Contrast that with this recruitment ad for a brand director for the brewer Coors. It begins: “Outstanding Brands are built by outstanding People.” You feel that ought to be followed by the injunction: “Discuss.”

One is reminded of Dr Johnson’s riposte when it was said: “He who leads free men should himself be free.” He retorted: “It might as well be ‘Who drives fat oxen should himself be fat’.” It is entirely possible that outstanding brands could be built by quite ordinary people.

But Coors presses on: “Due to our expansion (that ought to be “owing to” but we’ll let that pass), we are looking for an exceptional, creative and commercially astute Brand Director to drive consumer commitment for a portfolio of brands…” Well, you wouldn’t want one who wasn’t commercially astute, would you? And what’s this stuff about driving consumer commitment? Is that like driving fat oxen?

Next, it addresses the reader personally. “You will have an expert knowledge of consumer and trade marketing principles…” Better expert than amateur, I suppose. “You will have developed brand architectures…” Hold on – I thought you wanted a driver, not an architect. Are you serious about constructing Carling Black Label with a flying buttress here, a pediment there and – who knows – a pilaster or two? Isn’t brand architecture a mite pretentious?

Finally, it reaches for the off-the-shelf description of the paragon required of every recruitment advertiser. “You must be a leader: highly motivated and passionate about success, with excellent commercial, communication and leadership skills… Above all, you’ll be creative: relentlessly pursuing new, better and more effective ways of building your brands. Your fresh thinking and appetite for success will enthuse the business as a whole.”

You will, in short, be like Mary Poppins – practically perfect in every way.

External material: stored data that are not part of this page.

//! Script Fixtures

use serde::Deserialize;

use crate::catalog::Action;

/// Wrapper for an action script in YAML
#[derive(Debug, Deserialize)]
pub struct ScriptFixture {
    /// Actions, applied in order
    pub actions: Vec<Action>,
}
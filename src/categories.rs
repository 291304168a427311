//! Categories

use std::fmt::{Display, Formatter, Result as FmtResult};

use serde::{Deserialize, Serialize};
use smallvec::SmallVec;

/// Categories every catalog starts with.
pub const DEFAULT_CATEGORIES: [&str; 2] = ["Clothes", "Electronics"];

/// A product category, holding a name configured in [`Categories`].
#[derive(Debug, Clone, PartialEq, Eq, Hash, PartialOrd, Ord, Serialize)]
#[serde(transparent)]
pub struct Category(String);

impl Category {
    /// Category name.
    pub fn as_str(&self) -> &str {
        &self.0
    }
}

impl Display for Category {
    fn fmt(&self, f: &mut Formatter<'_>) -> FmtResult {
        f.write_str(&self.0)
    }
}

/// The closed set of categories a product may belong to.
///
/// Ships with [`DEFAULT_CATEGORIES`]; callers may extend it.
#[derive(Debug, Clone, PartialEq, Eq, Serialize, Deserialize)]
#[serde(from = "Vec<String>", into = "Vec<String>")]
pub struct Categories {
    names: SmallVec<[String; 4]>,
}

impl Categories {
    /// Build a category set from names, dropping blanks and duplicates.
    pub fn new<I, S>(names: I) -> Self
    where
        I: IntoIterator<Item = S>,
        S: Into<String>,
    {
        let mut categories = Self {
            names: SmallVec::new(),
        };

        categories.extend(names);

        categories
    }

    /// Add more category names.
    pub fn extend<I, S>(&mut self, names: I)
    where
        I: IntoIterator<Item = S>,
        S: Into<String>,
    {
        for name in names {
            let name = name.into().trim().to_string();

            if !name.is_empty() && self.resolve(&name).is_none() {
                self.names.push(name);
            }
        }
    }

    /// The category named exactly `value`, if configured.
    pub fn resolve(&self, value: &str) -> Option<Category> {
        self.names
            .iter()
            .find(|name| *name == value)
            .map(|name| Category(name.clone()))
    }

    /// Iterate category names in declaration order.
    pub fn iter(&self) -> impl Iterator<Item = &str> {
        self.names.iter().map(String::as_str)
    }

    /// Number of categories.
    pub fn len(&self) -> usize {
        self.names.len()
    }

    /// Whether no categories are configured.
    pub fn is_empty(&self) -> bool {
        self.names.is_empty()
    }
}

impl Default for Categories {
    fn default() -> Self {
        Self::new(DEFAULT_CATEGORIES)
    }
}

impl From<Vec<String>> for Categories {
    fn from(names: Vec<String>) -> Self {
        Self::new(names)
    }
}

impl From<Categories> for Vec<String> {
    fn from(categories: Categories) -> Self {
        categories.names.into_vec()
    }
}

To be fair, Coors is simply sticking to the formula favoured by all recruitment advertisers. Take this one, for a group marketing director who is expected to “raise brand awareness across all stakeholder groups”: “With outstanding interpersonal and influencing skills, candidates will also be able to operate effectively at all levels up to plc board and will be able to effectively manage a challenging workload… Self-motivated, resilient and highly organised, candidates will thrive in a team oriented, fast paced and sales focused environment where delivery is paramount.”

This conveys the strong impression of a recruitment consultant sucking up to his client. For although it is unlikely that anyone short of the Archangel Gabriel could bring to bear the virtues of self-motivation, resilience and organisation in a frantically fast environment where teams orient themselves the better to receive interpersonal and influencing skills, what board of directors would not relish seeing their organisation described as fast paced, sales focused and paramount in delivery?

Here’s another one: “The successful candidate must be self-motivated and results orientated… First-class communication and influencing skills and proven negotiation abilities are also essential.”

Dispiriting though marketing recruitment may be (after all, Mary Poppins is a work of fiction), it is nevertheless a doddle. All that is required is a supply of clichés, readily available on the open market, interpersonal and influencing skills, and a brass neck.

Does the need to justify an exceptional fee by cloaking the commonplace in reach-me-down jargon remind you of another group of self-styled professionals? Here’s a hint: “Within easy reach of local amenities… this highly desirable… in a much sought-after area… early viewing is advised.”

Strange how those wanting marketing people are so unimaginative at marketing. It seems that what the headhunters most need in their own organisations are highly committed, self-motivated candidates with a strong track record in communications and person-to-person leadership skills whose creative, relentless fresh thinking and appetite for success will enthuse the business as a whole in a kind of orientated way. After all, as someone might have said, outstanding candidates are recruited by outstanding people.